Telehealth comprises all types of digital medical care, including primary care appointments, digital therapeutics, diagnosis, e-health patient monitoring, health wireless applications, transmission of image medical reports, medical care education, and many more.
The Ordinance is in force nationwide and sets the health regulatory rules for the rendering of healthcare services through the interrelated fields of telecommunication technologies, such as mobile health, digital health, health IT, etc.

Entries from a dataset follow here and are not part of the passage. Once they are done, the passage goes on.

impl SqliteConfig {
    /// Create configuration from environment variables.
    ///
    /// Unset or empty values fall back to their defaults.
    ///
    /// # Errors
    /// Returns an error if a `SQLITE_*` value does not parse, or if
    /// `SQLITE_POOL_MAX` is set to zero.
    pub fn from_env() -> Result<Self, String> {
        let defaults = Self::default();

        let database_url = std::env::var("DATABASE_URL")
            .ok()
            .filter(|v| !v.trim().is_empty())
            .unwrap_or(defaults.database_url);

        let max_pool_size = env_or("SQLITE_POOL_MAX", defaults.max_pool_size)?;
        if max_pool_size == 0 {
            return Err("SQLITE_POOL_MAX must be at least 1".to_string());
        }

        Ok(Self {
            database_url,
            max_pool_size,
            connection_timeout_sec: env_or("SQLITE_CONN_TIMEOUT_SEC", defaults.connection_timeout_sec)?,
            busy_timeout_ms: env_or("SQLITE_BUSY_TIMEOUT_MS", defaults.busy_timeout_ms)?,
            max_retries: env_or("SQLITE_MAX_RETRIES", defaults.max_retries)?,
            retry_delay_ms: env_or("SQLITE_RETRY_DELAY_MS", defaults.retry_delay_ms)?,
        })
    }

    /// Create a new configuration with a database path.
    pub fn with_url(database_url: impl Into<String>) -> Self {
        Self {
            database_url: database_url.into(),
            ..Default::default()
        }
    }

    fn is_in_memory(&self) -> bool {
        self.database_url == IN_MEMORY_URL
    }
}

fn env_or<T>(name: &str, default: T) -> Result<T, String>
where
    T: std::str::FromStr,
    T::Err: std::fmt::Display,
{
    match std::env::var(name) {
        Ok(raw) if !raw.trim().is_empty() => raw
            .trim()
            .parse::<T>()
            .map_err(|e| format!("Invalid value for {}: '{}' ({})", name, raw, e)),
        _ => Ok(default),
    }
}

/// Per-connection pragmas.
#[derive(Debug, Clone, Copy)]
struct ConnectionPragmas {
    busy_timeout_ms: u64,
    wal: bool,
}

impl CustomizeConnection<SqliteConnection, diesel::r2d2::Error> for ConnectionPragmas {
    fn on_acquire(&self, conn: &mut SqliteConnection) -> Result<(), diesel::r2d2::Error> {
        let mut pragmas = format!("PRAGMA busy_timeout = {};", self.busy_timeout_ms);
        if self.wal {
            pragmas.push_str(" PRAGMA journal_mode = WAL; PRAGMA synchronous = NORMAL;");
        }
        conn.batch_execute(&pragmas)
            .map_err(diesel::r2d2::Error::QueryError)
    }
}

/// Diesel-backed repository for SQLite.
#[derive(Clone)]
pub struct SqliteRepository {
    pool: SqlitePool,
    config: SqliteConfig,
}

By nature of the shifting virtual interaction surrounding the subject matter, the Telehealth Ordinance’s main goal is to set a standard that is as high as a physical face-to-face for this new healthcare delivery model. Moreover, it is also much in line with the recent Resolution No. 2.314/2022, issued by the Brazilian Federal Council of Medicine (in Portuguese, “Conselho Federal de Medicina” or simply “CFM”), which regulates telemedicine. Likewise, key take-outs relates to (i) the health professional freedom and independence regarding the decision on whether or not to use telehealth – including the first medical appointment or an medical intervention; (ii) the ICF of the patient or his/her legal representative; and (iii) no need of further HCP’s enrollments before other jurisdictions’ councils when the HCP provides only telehealth outside the territory in which they are listed.
Although there is no definitive number that encapsulates what the digital therapeutics market is worth right now, its value can be estimated from a variety of sources.

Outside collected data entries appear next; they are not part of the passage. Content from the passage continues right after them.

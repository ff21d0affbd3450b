//! Boundary validation for calculation requests.
//!
//! Each operation has an explicit bounds check that turns a decoded JSON
//! object into a typed [`CalculationInput`]. Nothing here panics or throws;
//! callers get a [`ValidationError`] naming the field and the constraint.

use serde_json::{Map, Value};

use crate::algorithms::{FACTORIAL_MAX_N, FIBONACCI_MAX_N};
use crate::models::{CalculationInput, Operation, PowerInput, SequenceInput};

/// Largest absolute value accepted for `base` and `exponent`.
pub const POWER_MAX_ABS: f64 = 10_000.0;

/// A violated input constraint.
#[derive(Debug, Clone, PartialEq, Eq, thiserror::Error)]
#[error("{field}: {message}")]
pub struct ValidationError {
    pub field: String,
    pub message: String,
}

impl ValidationError {
    pub fn new(field: impl Into<String>, message: impl Into<String>) -> Self {
        Self {
            field: field.into(),
            message: message.into(),
        }
    }
}

pub type ValidationResult<T> = Result<T, ValidationError>;

/// Validate the request body for `operation`.
pub fn validate(operation: Operation, body: &Map<String, Value>) -> ValidationResult<CalculationInput> {
    match operation {
        Operation::Power => validate_power(body).map(CalculationInput::Power),
        Operation::Fibonacci => {
            validate_sequence(body, FIBONACCI_MAX_N).map(CalculationInput::Fibonacci)
        }
        Operation::Factorial => {
            validate_sequence(body, FACTORIAL_MAX_N).map(CalculationInput::Factorial)
        }
    }
}

/// `base` and `exponent` must be numbers with `|x| <= 10000`.
pub fn validate_power(body: &Map<String, Value>) -> ValidationResult<PowerInput> {
    let base = require_number(body, "base")?;
    check_magnitude("base", base)?;
    let exponent = require_number(body, "exponent")?;
    check_magnitude("exponent", exponent)?;
    Ok(PowerInput { base, exponent })
}

/// `n` must be an integer in `0..=max`.
pub fn validate_sequence(body: &Map<String, Value>, max: i64) -> ValidationResult<SequenceInput> {
    let n = require_integer(body, "n", 0, max)?;
    Ok(SequenceInput { n })
}

fn require_field<'a>(body: &'a Map<String, Value>, field: &str) -> ValidationResult<&'a Value> {
    match body.get(field) {
        None | Some(Value::Null) => Err(ValidationError::new(field, "field required")),
        Some(value) => Ok(value),
    }
}

fn require_number(body: &Map<String, Value>, field: &str) -> ValidationResult<f64> {
    let value = require_field(body, field)?;
    value
        .as_f64()
        .filter(|v| v.is_finite())
        .ok_or_else(|| ValidationError::new(field, "must be a number"))
}

fn check_magnitude(field: &str, value: f64) -> ValidationResult<()> {
    if value.abs() > POWER_MAX_ABS {
        return Err(ValidationError::new(
            field,
            format!("Number too large (max absolute value: {})", POWER_MAX_ABS),
        ));
    }
    Ok(())
}

fn require_integer(
    body: &Map<String, Value>,
    field: &str,
    min: i64,
    max: i64,
) -> ValidationResult<i64> {
    let value = require_field(body, field)?;
    let out_of_range =
        || ValidationError::new(field, format!("must be between {} and {}", min, max));

    let number = match value {
        Value::Number(number) => number,
        _ => return Err(ValidationError::new(field, "must be an integer")),
    };

    let n = match number.as_i64() {
        Some(n) => n,
        None => {
            // Integral floats such as `10.0` are accepted; anything else is not.
            let f = number
                .as_f64()
                .ok_or_else(|| ValidationError::new(field, "must be an integer"))?;
            if f.fract() != 0.0 || !f.is_finite() {
                return Err(ValidationError::new(field, "must be an integer"));
            }
            if f < min as f64 || f > max as f64 {
                return Err(out_of_range());
            }
            f as i64
        }
    };

    if n < min || n > max {
        return Err(out_of_range());
    }
    Ok(n)
}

The practice of telehealth has several pilot projects throughout Brazil. The Brazilian Ministry of Health has already invested more than R$ 126 million in 50 projects around 22 Brazilian states. Recently published research demonstrated that the telehealth project initiative expanded access to quality patient care, especially to regions and underserved populations that need it the most. For example, in the northern region of Brazil, more than 120 ambulatories dedicated to telehealth have already been put into operation, all in connection with Basic Health Units (“UBS”), Local Units and Indigenous Health Homes in several municipalities.
In view of the end of the ESPIN in April 2022, in addition to the recent regulation issued by the CFM two weeks ago and now the Anvisa’s Telehealth Ordinance, the expectation of an imminent development in the law on the subject matter hereof becomes undisputable in the country (i.e., although still pending approval in the Senate – Bill n° 1988/2020).

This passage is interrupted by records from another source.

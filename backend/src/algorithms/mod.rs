//! Pure numeric algorithms behind the calculation endpoints.

pub mod math;

pub use math::{factorial, fibonacci, power, MathError, FACTORIAL_MAX_N, FIBONACCI_MAX_N};
//! Repository implementations.
//!
//! - `sqlite`: Diesel + r2d2 over a SQLite file, the default backend
//! - `local`: In-memory implementation for tests and ephemeral runs
#[cfg(feature = "local-repo")]
pub mod local;
#[cfg(feature = "sqlite-repo")]
pub mod sqlite;

#[cfg(feature = "local-repo")]
pub use local::LocalRepository;
#[cfg(feature = "sqlite-repo")]
pub use sqlite::{SqliteConfig, SqliteRepository, DEFAULT_DATABASE_URL};
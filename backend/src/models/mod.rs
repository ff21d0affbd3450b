//! Domain types shared by the engine, the pipeline and the persistence layer.

pub mod calculation;

pub use calculation::*;
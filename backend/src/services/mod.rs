//! Request-side services: boundary validation and the calculation pipeline.

pub mod pipeline;
pub mod validation;

pub use pipeline::{CalculationOutcome, CalculationPipeline, PipelineError};
pub use validation::{ValidationError, ValidationResult};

In the last eighteen months, significant steps have been taken to define clearer criteria for the still early-stage idea of Digital Health in the country – and most of those are already strongly accepted by most of the market players. All of them have the primary objective of facilitating (i) the continuity and development of the entire supply chain of products and services associated with digital therapeutics, as well as (ii) the ability to enter and expand upon the domestic market. And this arises from the fact that the new regulations bring clarity, legitimacy and safety to the practice of telehealth and telemedicine in Brazil, providing a market with countless and valuable opportunities for domestic and foreign investment. Plus, the Telehealth is a welcome solution to the large Brazilian population, as this is also going to increase quality and effectiveness of the healthcare system.
“The side effect of this ‘under construction’ regulatory environment is in a way the raw material for the advancement of the industry. This will force the operator (which includes biotech, pharmaceutical and medical device companies to healthcare providers) to carefully assess their capabilities and the best moment in time and model to enter into these previously unexplored business scenarios. To illustrate, I refer to one of the questions that usually resonates abroad nowadays – ‘Monetization and commercialization: Do we partner up, acquire or license?’. There is a clear net benefit, but also a few downsides. So, in Brazil, what will be the answer?”
This growth inevitably drives healthcare consumerism, so the pursuit of disruptive and revenue-generating opportunities should be – and, for some, has already been – a point of great attention.